▸ WHAT YOU ARE ASKED TO DO
Every line of the data below should be written out word for word.

▸ PROVIDED INFORMATION
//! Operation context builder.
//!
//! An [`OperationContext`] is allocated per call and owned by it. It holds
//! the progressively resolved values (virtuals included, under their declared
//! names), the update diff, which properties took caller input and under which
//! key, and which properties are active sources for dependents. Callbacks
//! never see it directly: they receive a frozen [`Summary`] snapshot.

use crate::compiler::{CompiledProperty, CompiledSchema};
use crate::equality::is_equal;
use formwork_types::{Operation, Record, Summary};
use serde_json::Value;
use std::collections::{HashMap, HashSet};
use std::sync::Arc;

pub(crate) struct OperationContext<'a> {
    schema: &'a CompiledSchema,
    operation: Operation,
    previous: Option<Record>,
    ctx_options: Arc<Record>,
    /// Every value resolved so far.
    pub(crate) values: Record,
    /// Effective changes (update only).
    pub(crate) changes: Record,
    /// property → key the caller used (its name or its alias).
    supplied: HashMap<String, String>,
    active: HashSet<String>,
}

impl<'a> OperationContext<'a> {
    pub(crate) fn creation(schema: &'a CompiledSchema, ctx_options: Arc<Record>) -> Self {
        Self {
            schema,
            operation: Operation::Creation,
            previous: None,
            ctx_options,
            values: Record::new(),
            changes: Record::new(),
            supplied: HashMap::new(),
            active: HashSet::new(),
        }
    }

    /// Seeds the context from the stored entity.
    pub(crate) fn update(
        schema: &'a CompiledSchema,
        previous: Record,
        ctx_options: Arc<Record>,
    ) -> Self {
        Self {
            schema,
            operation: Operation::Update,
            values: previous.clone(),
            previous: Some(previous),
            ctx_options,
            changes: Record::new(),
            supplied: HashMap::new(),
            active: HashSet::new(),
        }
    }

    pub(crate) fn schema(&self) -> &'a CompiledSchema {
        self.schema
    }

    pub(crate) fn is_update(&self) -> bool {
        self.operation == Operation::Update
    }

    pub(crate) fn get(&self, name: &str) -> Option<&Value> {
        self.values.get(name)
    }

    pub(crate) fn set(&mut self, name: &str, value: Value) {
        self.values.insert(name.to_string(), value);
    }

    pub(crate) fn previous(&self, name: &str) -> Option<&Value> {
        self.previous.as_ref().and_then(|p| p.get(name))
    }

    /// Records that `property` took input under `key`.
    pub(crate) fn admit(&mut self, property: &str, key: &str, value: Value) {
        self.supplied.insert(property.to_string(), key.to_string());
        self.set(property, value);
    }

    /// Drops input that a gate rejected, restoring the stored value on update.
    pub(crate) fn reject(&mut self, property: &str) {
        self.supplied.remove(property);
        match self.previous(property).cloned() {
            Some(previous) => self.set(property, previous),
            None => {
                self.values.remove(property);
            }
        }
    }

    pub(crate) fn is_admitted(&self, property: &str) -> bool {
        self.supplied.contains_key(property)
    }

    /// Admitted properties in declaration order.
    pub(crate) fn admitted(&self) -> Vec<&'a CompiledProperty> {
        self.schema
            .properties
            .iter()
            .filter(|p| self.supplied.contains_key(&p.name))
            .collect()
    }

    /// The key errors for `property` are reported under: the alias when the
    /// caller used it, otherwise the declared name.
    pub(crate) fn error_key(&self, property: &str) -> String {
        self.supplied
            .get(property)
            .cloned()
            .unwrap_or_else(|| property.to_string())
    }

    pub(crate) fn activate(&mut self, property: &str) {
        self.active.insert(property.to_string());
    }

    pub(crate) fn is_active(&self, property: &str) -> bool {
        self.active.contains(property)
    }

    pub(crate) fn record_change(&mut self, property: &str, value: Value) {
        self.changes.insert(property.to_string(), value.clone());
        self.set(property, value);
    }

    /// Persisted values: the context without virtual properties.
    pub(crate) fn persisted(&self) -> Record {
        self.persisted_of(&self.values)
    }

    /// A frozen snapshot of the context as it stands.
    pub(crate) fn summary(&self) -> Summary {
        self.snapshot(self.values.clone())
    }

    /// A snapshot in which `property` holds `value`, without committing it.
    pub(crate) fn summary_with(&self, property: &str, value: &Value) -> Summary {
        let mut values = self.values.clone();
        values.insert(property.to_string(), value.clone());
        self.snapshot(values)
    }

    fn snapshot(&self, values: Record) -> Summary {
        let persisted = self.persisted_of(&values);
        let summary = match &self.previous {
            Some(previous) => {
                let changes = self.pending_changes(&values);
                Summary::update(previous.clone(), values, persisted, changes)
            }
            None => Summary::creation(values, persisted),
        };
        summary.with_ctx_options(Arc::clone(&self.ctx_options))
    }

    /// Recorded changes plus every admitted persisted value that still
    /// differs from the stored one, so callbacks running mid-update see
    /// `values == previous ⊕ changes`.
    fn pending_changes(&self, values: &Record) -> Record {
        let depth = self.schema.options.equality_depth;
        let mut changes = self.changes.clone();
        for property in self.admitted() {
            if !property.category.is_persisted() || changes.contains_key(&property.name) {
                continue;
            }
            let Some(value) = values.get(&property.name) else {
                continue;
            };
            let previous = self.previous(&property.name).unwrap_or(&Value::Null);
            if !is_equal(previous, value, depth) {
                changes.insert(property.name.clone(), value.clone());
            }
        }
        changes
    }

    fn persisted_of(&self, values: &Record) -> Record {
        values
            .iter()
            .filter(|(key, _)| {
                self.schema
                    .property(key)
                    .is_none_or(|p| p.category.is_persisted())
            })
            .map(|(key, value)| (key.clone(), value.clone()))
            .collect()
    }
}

▸ RESULT FOR THIS TASK
//! Operation context builder.
//!
//! An [`OperationContext`] is allocated per call and owned by it. It holds
//! the progressively resolved values (virtuals included, under their declared
//! names), the update diff, which properties took caller input and under which
//! key, and which properties are active sources for dependents. Callbacks
//! never see it directly: they receive a frozen [`Summary`] snapshot.

use crate::compiler::{CompiledProperty, CompiledSchema};
use crate::equality::is_equal;
use formwork_types::{Operation, Record, Summary};
use serde_json::Value;
use std::collections::{HashMap, HashSet};
use std::sync::Arc;

pub(crate) struct OperationContext<'a> {
    schema: &'a CompiledSchema,
    operation: Operation,
    previous: Option<Record>,
    ctx_options: Arc<Record>,
    /// Every value resolved so far.
    pub(crate) values: Record,
    /// Effective changes (update only).
    pub(crate) changes: Record,
    /// property → key the caller used (its name or its alias).
    supplied: HashMap<String, String>,
    active: HashSet<String>,
}

impl<'a> OperationContext<'a> {
    pub(crate) fn creation(schema: &'a CompiledSchema, ctx_options: Arc<Record>) -> Self {
        Self {
            schema,
            operation: Operation::Creation,
            previous: None,
            ctx_options,
            values: Record::new(),
            changes: Record::new(),
            supplied: HashMap::new(),
            active: HashSet::new(),
        }
    }

    /// Seeds the context from the stored entity.
    pub(crate) fn update(
        schema: &'a CompiledSchema,
        previous: Record,
        ctx_options: Arc<Record>,
    ) -> Self {
        Self {
            schema,
            operation: Operation::Update,
            values: previous.clone(),
            previous: Some(previous),
            ctx_options,
            changes: Record::new(),
            supplied: HashMap::new(),
            active: HashSet::new(),
        }
    }

    pub(crate) fn schema(&self) -> &'a CompiledSchema {
        self.schema
    }

    pub(crate) fn is_update(&self) -> bool {
        self.operation == Operation::Update
    }

    pub(crate) fn get(&self, name: &str) -> Option<&Value> {
        self.values.get(name)
    }

    pub(crate) fn set(&mut self, name: &str, value: Value) {
        self.values.insert(name.to_string(), value);
    }

    pub(crate) fn previous(&self, name: &str) -> Option<&Value> {
        self.previous.as_ref().and_then(|p| p.get(name))
    }

    /// Records that `property` took input under `key`.
    pub(crate) fn admit(&mut self, property: &str, key: &str, value: Value) {
        self.supplied.insert(property.to_string(), key.to_string());
        self.set(property, value);
    }

    /// Drops input that a gate rejected, restoring the stored value on update.
    pub(crate) fn reject(&mut self, property: &str) {
        self.supplied.remove(property);
        match self.previous(property).cloned() {
            Some(previous) => self.set(property, previous),
            None => {
                self.values.remove(property);
            }
        }
    }

    pub(crate) fn is_admitted(&self, property: &str) -> bool {
        self.supplied.contains_key(property)
    }

    /// Admitted properties in declaration order.
    pub(crate) fn admitted(&self) -> Vec<&'a CompiledProperty> {
        self.schema
            .properties
            .iter()
            .filter(|p| self.supplied.contains_key(&p.name))
            .collect()
    }

    /// The key errors for `property` are reported under: the alias when the
    /// caller used it, otherwise the declared name.
    pub(crate) fn error_key(&self, property: &str) -> String {
        self.supplied
            .get(property)
            .cloned()
            .unwrap_or_else(|| property.to_string())
    }

    pub(crate) fn activate(&mut self, property: &str) {
        self.active.insert(property.to_string());
    }

    pub(crate) fn is_active(&self, property: &str) -> bool {
        self.active.contains(property)
    }

    pub(crate) fn record_change(&mut self, property: &str, value: Value) {
        self.changes.insert(property.to_string(), value.clone());
        self.set(property, value);
    }

    /// Persisted values: the context without virtual properties.
    pub(crate) fn persisted(&self) -> Record {
        self.persisted_of(&self.values)
    }

    /// A frozen snapshot of the context as it stands.
    pub(crate) fn summary(&self) -> Summary {
        self.snapshot(self.values.clone())
    }

    /// A snapshot in which `property` holds `value`, without committing it.
    pub(crate) fn summary_with(&self, property: &str, value: &Value) -> Summary {
        let mut values = self.values.clone();
        values.insert(property.to_string(), value.clone());
        self.snapshot(values)
    }

    fn snapshot(&self, values: Record) -> Summary {
        let persisted = self.persisted_of(&values);
        let summary = match &self.previous {
            Some(previous) => {
                let changes = self.pending_changes(&values);
                Summary::update(previous.clone(), values, persisted, changes)
            }
            None => Summary::creation(values, persisted),
        };
        summary.with_ctx_options(Arc::clone(&self.ctx_options))
    }

    /// Recorded changes plus every admitted persisted value that still
    /// differs from the stored one, so callbacks running mid-update see
    /// `values == previous ⊕ changes`.
    fn pending_changes(&self, values: &Record) -> Record {
        let depth = self.schema.options.equality_depth;
        let mut changes = self.changes.clone();
        for property in self.admitted() {
            if !property.category.is_persisted() || changes.contains_key(&property.name) {
                continue;
            }
            let Some(value) = values.get(&property.name) else {
                continue;
            };
            let previous = self.previous(&property.name).unwrap_or(&Value::Null);
            if !is_equal(previous, value, depth) {
                changes.insert(property.name.clone(), value.clone());
            }
        }
        changes
    }

    fn persisted_of(&self, values: &Record) -> Record {
        values
            .iter()
            .filter(|(key, _)| {
                self.schema
                    .property(key)
                    .is_none_or(|p| p.category.is_persisted())
            })
            .map(|(key, value)| (key.clone(), value.clone()))
            .collect()
    }
}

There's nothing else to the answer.